■ Task to complete
Transcribe all the entries that follow, leaving nothing out.

■ Study material
impl ScreeningRuntime {
    pub fn builder() -> ScreeningRuntimeBuilder {
        ScreeningRuntimeBuilder::default()
    }

    /// Build model-backed collaborators from config. Without a provider
    /// section the runtime is English-only and answers interjections with
    /// the apology.
    pub fn from_config(
        config: RuntimeConfig,
        screening: ScreeningConfig,
        registry: &ProviderRegistry,
    ) -> Result<Self, RuntimeError> {
        config.validate()?;

        let mut builder = Self::builder().screening(screening);

        if let Some(provider_settings) = &config.provider {
            let provider = registry.create(&provider_settings.provider_type, &provider_settings.settings)?;
            tracing::info!(provider = provider.name(), "Inference provider ready");

            let inference = InferenceConfig {
                timeout: config.collaborator_timeout,
                ..Default::default()
            };
            let cache = Arc::new(TranslationCache::new(
                config.translation.cache_capacity,
                config.translation.cache_ttl,
            ));

            let translator = ModelTranslator::new(provider.clone())
                .with_model_pattern(config.translation.model_pattern.clone())
                .with_inference_config(inference.clone())
                .with_retry(config.retry.clone())
                .with_cache(cache);

            let answerer = ModelAnswerer::new(provider)
                .with_model(
                    config.question_answering.model.clone(),
                    config.question_answering.max_length,
                )
                .with_inference_config(inference)
                .with_retry(config.retry.clone());

            builder = builder
                .translator(Arc::new(translator))
                .answerer(Arc::new(answerer));
        }

        Ok(builder.config(config).build())
    }

    pub fn config(&self) -> &RuntimeConfig {
        &self.config
    }

    pub fn circuit_breaker(&self) -> &CircuitBreaker {
        &self.circuit_breaker
    }

    /// Whether conversations in `language` can be served.
    pub fn supports(&self, language: Language) -> bool {
        !language.needs_translation() || self.translator.is_some()
    }

    /// Open a conversation, checking that its language can be served.
    pub fn start(
        &self,
        id: impl Into<String>,
        language: Language,
    ) -> Result<Conversation, RuntimeError> {
        if !self.supports(language) {
            return Err(RuntimeError::ProviderNotConfigured(format!(
                "{} needs a translation provider",
                language.display_name()
            )));
        }

        let conversation = Conversation::new(id, language);
        tracing::info!(conversation = conversation.id(), language = %language, "Conversation started");
        Ok(conversation)
    }

    /// Process one utterance, typed in the conversation's display language.
    pub async fn handle_turn(
        &self,
        conversation: &mut Conversation,
        utterance: &str,
    ) -> Result<TurnResponse, RuntimeError> {
        if conversation.ended {
            return Err(RuntimeError::ConversationEnded(conversation.id.clone()));
        }

        if utterance.trim().is_empty() {
            return Ok(conversation.response(String::new()));
        }

        conversation.transcript.push_user(utterance);
        let language = conversation.language;

        let reply = match self.translate_in(language, utterance).await {
            Ok(working) => self.dispatch(conversation, &working).await,
            Err(e) => {
                tracing::warn!(conversation = %conversation.id, error = %e, "Inbound translation failed");
                APOLOGY.to_string()
            }
        };

        if reply.is_empty() {
            return Ok(conversation.response(reply));
        }

        let shown = self.translate_out(language, reply).await;
        conversation.transcript.push_assistant(shown.clone());

        Ok(conversation.response(shown))
    }

    async fn dispatch(&self, conversation: &mut Conversation, working: &str) -> String {
        let session = std::mem::take(&mut conversation.session);
        let (session, outcome) = self.machine.advance(session, working);
        conversation.session = session;

        match outcome {
            Outcome::Reply(reply) => reply,
            Outcome::Farewell(reply) => {
                conversation.ended = true;
                tracing::info!(conversation = %conversation.id, "Conversation ended by candidate");
                reply
            }
            Outcome::Interjection { prompt } => match self.answer(&prompt).await {
                Ok(answer) => answer,
                Err(e) => {
                    tracing::warn!(conversation = %conversation.id, error = %e, "Question answering failed");
                    APOLOGY.to_string()
                }
            },
            Outcome::Ignored => String::new(),
        }
    }

    async fn translate_in(&self, language: Language, text: &str) -> Result<String, CollaboratorError> {
        if !language.needs_translation() {
            return Ok(text.to_string());
        }

        let translator = self
            .translator
            .as_ref()
            .ok_or(CollaboratorError::Unavailable(CollaboratorKind::Translation))?;

        self.guarded(
            CollaboratorKind::Translation,
            translator.translate(text, language, Language::WORKING),
        )
        .await
    }

    async fn translate_out(&self, language: Language, reply: String) -> String {
        if !language.needs_translation() {
            return reply;
        }

        let Some(translator) = self.translator.as_ref() else {
            return self.config.outbound_fallback.apply(reply, APOLOGY);
        };

        let result = self
            .guarded(
                CollaboratorKind::Translation,
                translator.translate(&reply, Language::WORKING, language),
            )
            .await;

        match result {
            Ok(translated) => translated,
            Err(e) => {
                tracing::warn!(error = %e, fallback = ?self.config.outbound_fallback, "Outbound translation failed");
                self.config.outbound_fallback.apply(reply, APOLOGY)
            }
        }
    }

    async fn answer(&self, prompt: &str) -> Result<String, CollaboratorError> {
        let answerer = self
            .answerer
            .as_ref()
            .ok_or(CollaboratorError::Unavailable(CollaboratorKind::QuestionAnswering))?;

        self.guarded(CollaboratorKind::QuestionAnswering, answerer.answer(prompt))
            .await
    }

    /// Run a collaborator call behind the circuit breaker and timeout.
    async fn guarded<T, F>(&self, kind: CollaboratorKind, call: F) -> Result<T, CollaboratorError>
    where
        F: Future<Output = Result<T, CollaboratorError>>,
    {
        if self.circuit_breaker.is_open(kind) {
            return Err(CollaboratorError::CircuitOpen(kind));
        }

        let timeout = self.config.collaborator_timeout;
        match tokio::time::timeout(timeout, call).await {
            Ok(Ok(value)) => {
                self.circuit_breaker.record_success(kind);
                Ok(value)
            }
            Ok(Err(e)) => {
                self.circuit_breaker.record_failure(kind);
                Err(e)
            }
            Err(_) => {
                self.circuit_breaker.record_failure(kind);
                Err(CollaboratorError::Timeout { kind, timeout })
            }
        }
    }
}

■ Exercise response
impl ScreeningRuntime {
    pub fn builder() -> ScreeningRuntimeBuilder {
        ScreeningRuntimeBuilder::default()
    }

    /// Build model-backed collaborators from config. Without a provider
    /// section the runtime is English-only and answers interjections with
    /// the apology.
    pub fn from_config(
        config: RuntimeConfig,
        screening: ScreeningConfig,
        registry: &ProviderRegistry,
    ) -> Result<Self, RuntimeError> {
        config.validate()?;

        let mut builder = Self::builder().screening(screening);

        if let Some(provider_settings) = &config.provider {
            let provider = registry.create(&provider_settings.provider_type, &provider_settings.settings)?;
            tracing::info!(provider = provider.name(), "Inference provider ready");

            let inference = InferenceConfig {
                timeout: config.collaborator_timeout,
                ..Default::default()
            };
            let cache = Arc::new(TranslationCache::new(
                config.translation.cache_capacity,
                config.translation.cache_ttl,
            ));

            let translator = ModelTranslator::new(provider.clone())
                .with_model_pattern(config.translation.model_pattern.clone())
                .with_inference_config(inference.clone())
                .with_retry(config.retry.clone())
                .with_cache(cache);

            let answerer = ModelAnswerer::new(provider)
                .with_model(
                    config.question_answering.model.clone(),
                    config.question_answering.max_length,
                )
                .with_inference_config(inference)
                .with_retry(config.retry.clone());

            builder = builder
                .translator(Arc::new(translator))
                .answerer(Arc::new(answerer));
        }

        Ok(builder.config(config).build())
    }

    pub fn config(&self) -> &RuntimeConfig {
        &self.config
    }

    pub fn circuit_breaker(&self) -> &CircuitBreaker {
        &self.circuit_breaker
    }

    /// Whether conversations in `language` can be served.
    pub fn supports(&self, language: Language) -> bool {
        !language.needs_translation() || self.translator.is_some()
    }

    /// Open a conversation, checking that its language can be served.
    pub fn start(
        &self,
        id: impl Into<String>,
        language: Language,
    ) -> Result<Conversation, RuntimeError> {
        if !self.supports(language) {
            return Err(RuntimeError::ProviderNotConfigured(format!(
                "{} needs a translation provider",
                language.display_name()
            )));
        }

        let conversation = Conversation::new(id, language);
        tracing::info!(conversation = conversation.id(), language = %language, "Conversation started");
        Ok(conversation)
    }

    /// Process one utterance, typed in the conversation's display language.
    pub async fn handle_turn(
        &self,
        conversation: &mut Conversation,
        utterance: &str,
    ) -> Result<TurnResponse, RuntimeError> {
        if conversation.ended {
            return Err(RuntimeError::ConversationEnded(conversation.id.clone()));
        }

        if utterance.trim().is_empty() {
            return Ok(conversation.response(String::new()));
        }

        conversation.transcript.push_user(utterance);
        let language = conversation.language;

        let reply = match self.translate_in(language, utterance).await {
            Ok(working) => self.dispatch(conversation, &working).await,
            Err(e) => {
                tracing::warn!(conversation = %conversation.id, error = %e, "Inbound translation failed");
                APOLOGY.to_string()
            }
        };

        if reply.is_empty() {
            return Ok(conversation.response(reply));
        }

        let shown = self.translate_out(language, reply).await;
        conversation.transcript.push_assistant(shown.clone());

        Ok(conversation.response(shown))
    }

    async fn dispatch(&self, conversation: &mut Conversation, working: &str) -> String {
        let session = std::mem::take(&mut conversation.session);
        let (session, outcome) = self.machine.advance(session, working);
        conversation.session = session;

        match outcome {
            Outcome::Reply(reply) => reply,
            Outcome::Farewell(reply) => {
                conversation.ended = true;
                tracing::info!(conversation = %conversation.id, "Conversation ended by candidate");
                reply
            }
            Outcome::Interjection { prompt } => match self.answer(&prompt).await {
                Ok(answer) => answer,
                Err(e) => {
                    tracing::warn!(conversation = %conversation.id, error = %e, "Question answering failed");
                    APOLOGY.to_string()
                }
            },
            Outcome::Ignored => String::new(),
        }
    }

    async fn translate_in(&self, language: Language, text: &str) -> Result<String, CollaboratorError> {
        if !language.needs_translation() {
            return Ok(text.to_string());
        }

        let translator = self
            .translator
            .as_ref()
            .ok_or(CollaboratorError::Unavailable(CollaboratorKind::Translation))?;

        self.guarded(
            CollaboratorKind::Translation,
            translator.translate(text, language, Language::WORKING),
        )
        .await
    }

    async fn translate_out(&self, language: Language, reply: String) -> String {
        if !language.needs_translation() {
            return reply;
        }

        let Some(translator) = self.translator.as_ref() else {
            return self.config.outbound_fallback.apply(reply, APOLOGY);
        };

        let result = self
            .guarded(
                CollaboratorKind::Translation,
                translator.translate(&reply, Language::WORKING, language),
            )
            .await;

        match result {
            Ok(translated) => translated,
            Err(e) => {
                tracing::warn!(error = %e, fallback = ?self.config.outbound_fallback, "Outbound translation failed");
                self.config.outbound_fallback.apply(reply, APOLOGY)
            }
        }
    }

    async fn answer(&self, prompt: &str) -> Result<String, CollaboratorError> {
        let answerer = self
            .answerer
            .as_ref()
            .ok_or(CollaboratorError::Unavailable(CollaboratorKind::QuestionAnswering))?;

        self.guarded(CollaboratorKind::QuestionAnswering, answerer.answer(prompt))
            .await
    }

    /// Run a collaborator call behind the circuit breaker and timeout.
    async fn guarded<T, F>(&self, kind: CollaboratorKind, call: F) -> Result<T, CollaboratorError>
    where
        F: Future<Output = Result<T, CollaboratorError>>,
    {
        if self.circuit_breaker.is_open(kind) {
            return Err(CollaboratorError::CircuitOpen(kind));
        }

        let timeout = self.config.collaborator_timeout;
        match tokio::time::timeout(timeout, call).await {
            Ok(Ok(value)) => {
                self.circuit_breaker.record_success(kind);
                Ok(value)
            }
            Ok(Err(e)) => {
                self.circuit_breaker.record_failure(kind);
                Err(e)
            }
            Err(_) => {
                self.circuit_breaker.record_failure(kind);
                Err(CollaboratorError::Timeout { kind, timeout })
            }
        }
    }
}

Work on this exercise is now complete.